Sunday, June 5, 2011

Judge grants elections board extra time to evaluate Dem recall petitions

Wisconsin State Journal
June 3, 2011
A Dane County judge on Friday gave the state Government Accountability Board another week to analyze challenges to recall petitions against three Democratic state senators, likely setting recall elections against those senators a week behind elections for six of their Republican colleagues.
Circuit Judge John Markson also denied a motion by Republicans to delay certification of recall petitions against the six Republican senators, saying that it was not his job to tell the GAB how to do theirs.
"It is a matter of policy," Markson said. "That is not my role here. My role here is very limited."
Markson's decision gives the GAB until June 10 to file certificates of sufficiency of recall petitions for Democratic Sens. Dave Hanson of Green Bay, Jim Holperin of Conover and Robert Wirch of Pleasant Prairie.
GAB director Kevin Kennedy said after the decision, made following a three-hour court hearing, that he has already signed the certifications for recall elections against Republican state Sens. Albert Darling of River Hills, Dan Kapanke of La Crosse, Luther Olsen of Ripon, Randy Hopper of Fond du Lac, Sheila Harsdorf of River Falls and Robert Cowles of Green Bay.
Orders for recall elections of the six will now be issued, Kennedy said.
The recall elections are tentatively set for July 12, although the date could change because of legal action — Kapanke, Hopper and Olsen have sued to stop the election — or because primary elections might be required in some races.
If the GAB certifies the recall petitions next week against the three Democrats, recall elections for them would be held on July 19.

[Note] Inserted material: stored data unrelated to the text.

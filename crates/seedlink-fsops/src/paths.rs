//! Cross-platform path canonicalisation for comparing client-reported paths.
//!
//! # Design
//! - Pure string transforms; never touches the filesystem and never fails.
//! - Malformed input degrades to a best-effort canonical form.
//! - Windows drive roots stay rooted (`C:/`), UNC prefixes keep their double slash.

/// Canonicalise a path string.
///
/// Backslashes become forward slashes, `.` segments are dropped, `..` collapses
/// the previous segment, and trailing slashes are removed except on a root.
#[must_use]
pub fn normalize(path: &str) -> String {
    if path.is_empty() {
        return String::new();
    }

    let unified = path.replace('\\', "/");
    let (prefix, rest) = split_root(&unified);

    let mut segments: Vec<&str> = Vec::new();
    for segment in rest.split('/') {
        match segment {
            "" | "." => {}
            ".." => {
                if segments.last().is_some_and(|last| *last != "..") {
                    segments.pop();
                } else if prefix.is_empty() {
                    segments.push("..");
                }
                // `..` above a root stays at the root.
            }
            other => segments.push(other),
        }
    }

    let joined = segments.join("/");
    match (prefix.is_empty(), joined.is_empty()) {
        (true, true) => ".".to_string(),
        (true, false) => joined,
        (false, _) => format!("{prefix}{joined}"),
    }
}

/// Canonicalise and case-fold a path for case-insensitive comparison.
#[must_use]
pub fn normalize_fold(path: &str) -> String {
    normalize(path).to_lowercase()
}

/// Top-level directory shared by every path, if one exists.
///
/// Paths are compared after normalisation; a single path without a directory
/// component has no root.
#[must_use]
pub fn common_root<'a, I>(paths: I) -> Option<String>
where
    I: IntoIterator<Item = &'a str>,
{
    let mut root: Option<String> = None;
    let mut seen_any = false;
    for path in paths {
        seen_any = true;
        let normalized = normalize(path);
        let (first, remainder) = normalized.split_once('/')?;
        if remainder.is_empty() || first == ".." {
            return None;
        }
        match &root {
            Some(existing) if existing != first => return None,
            Some(_) => {}
            None => root = Some(first.to_string()),
        }
    }
    if seen_any { root } else { None }
}

/// Strip `root/` from the front of a normalised relative path.
#[must_use]
pub fn strip_root<'a>(path: &'a str, root: &str) -> &'a str {
    path.strip_prefix(root)
        .and_then(|rest| rest.strip_prefix('/'))
        .unwrap_or(path)
}

/// Extension of the final path segment, lower-cased.
#[must_use]
pub fn extension_fold(path: &str) -> Option<String> {
    let name = path.rsplit('/').next()?;
    let (stem, ext) = name.rsplit_once('.')?;
    if stem.is_empty() || ext.is_empty() {
        return None;
    }
    Some(ext.to_lowercase())
}

fn split_root(path: &str) -> (String, &str) {
    let bytes = path.as_bytes();
    // A drive needs a separator after the colon; `a:b` is a relative name.
    if bytes.len() >= 2
        && bytes[0].is_ascii_alphabetic()
        && bytes[1] == b':'
        && bytes.get(2).is_none_or(|next| *next == b'/')
    {
        let drive = &path[..2];
        return (format!("{drive}/"), &path[2..]);
    }
    if let Some(rest) = path.strip_prefix("//")
        && !rest.starts_with('/')
    {
        return ("//".to_string(), rest);
    }
    if let Some(rest) = path.strip_prefix('/') {
        return ("/".to_string(), rest);
    }
    (String::new(), path)
}

#[cfg(test)]
mod tests {
    use super::*;

    #[test]
    fn normalize_converts_separators_and_collapses_segments() {
        assert_eq!(normalize(r"downloads\tv\.\show\..\movie\"), "downloads/tv/movie");
        assert_eq!(normalize("/data//torrents/./a/../b/"), "/data/torrents/b");
        assert_eq!(normalize("a/b/../../.."), "..");
        assert_eq!(normalize("./"), ".");
        assert_eq!(normalize(""), "");
    }

    #[test]
    fn normalize_preserves_roots() {
        assert_eq!(normalize("/"), "/");
        assert_eq!(normalize("/.."), "/");
        assert_eq!(normalize("C:"), "C:/");
        assert_eq!(normalize(r"C:\"), "C:/");
        assert_eq!(normalize(r"C:\Downloads\..\..\Movies\"), "C:/Movies");
        assert_eq!(normalize("a:b/c"), "a:b/c");
        assert_eq!(normalize("a:b/../.."), "..");
        assert_eq!(common_root(["a:b/one.mkv", "a:b/two.mkv"]), Some("a:b".to_string()));
        assert_eq!(normalize(r"\\nas\share\tv"), "//nas/share/tv");
    }

    #[test]
    fn normalize_fold_is_case_insensitive() {
        assert_eq!(normalize_fold(r"D:\Media\TV"), normalize_fold("d:/media/tv/"));
    }

    #[test]
    fn common_root_requires_shared_top_level_directory() {
        assert_eq!(
            common_root(["Movie/video.mkv", "Movie/subs.srt"]),
            Some("Movie".to_string())
        );
        assert_eq!(common_root(["video.mkv", "subs.srt"]), None);
        assert_eq!(common_root(["A/video.mkv", "B/subs.srt"]), None);
        assert_eq!(common_root(["Movie/video.mkv", "extra.nfo"]), None);
        assert_eq!(common_root(Vec::<&str>::new()), None);
        assert_eq!(
            common_root([r"Show\S01\e01.mkv"]),
            Some("Show".to_string())
        );
    }

    #[test]
    fn strip_root_and_extension_helpers() {
        assert_eq!(strip_root("Movie/video.mkv", "Movie"), "video.mkv");
        assert_eq!(strip_root("video.mkv", "Movie"), "video.mkv");
        assert_eq!(extension_fold("Movie/Video.MKV"), Some("mkv".to_string()));
        assert_eq!(extension_fold(".hidden"), None);
        assert_eq!(extension_fold("README"), None);
    }
}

Dan Hunt, who leads the recall effort against Wirch, said Markson's decision was not surprising, but said he expects the petitions against Wirch to stand up to GAB scrutiny.
GAB asked Markson to extend the deadline to certify the recall petitions against Hanson, Holperin and Wirch because it has not had time to sufficiently examine them.
Assistant Attorney General Lewis Beilin, representing the GAB, said that the challenges to the petitions against the three Democrats are more complex and will require more analysis than the challenges to petitions against the Republicans.
But Michael Screnock, lawyer for the Republicans, said the GAB did not mention the issue until very late in the process. Instead it finished its analysis of the petitions against all of the Republicans last week, even though the petitions against the Democrats were not the last submitted.
Markson said he did not believe that was evidence of bias on GAB's part and that it did not violate any of its own rules by taking up the petitions out of order.
"The board decided it made more sense to do what it could in the short amount of time it had," Markson said, in the interest of efficiency.
Screnock also said he believed Democrats' challenges to recall petitions were confusing and submitted to slow down the process, but Markson said he saw no evidence of that.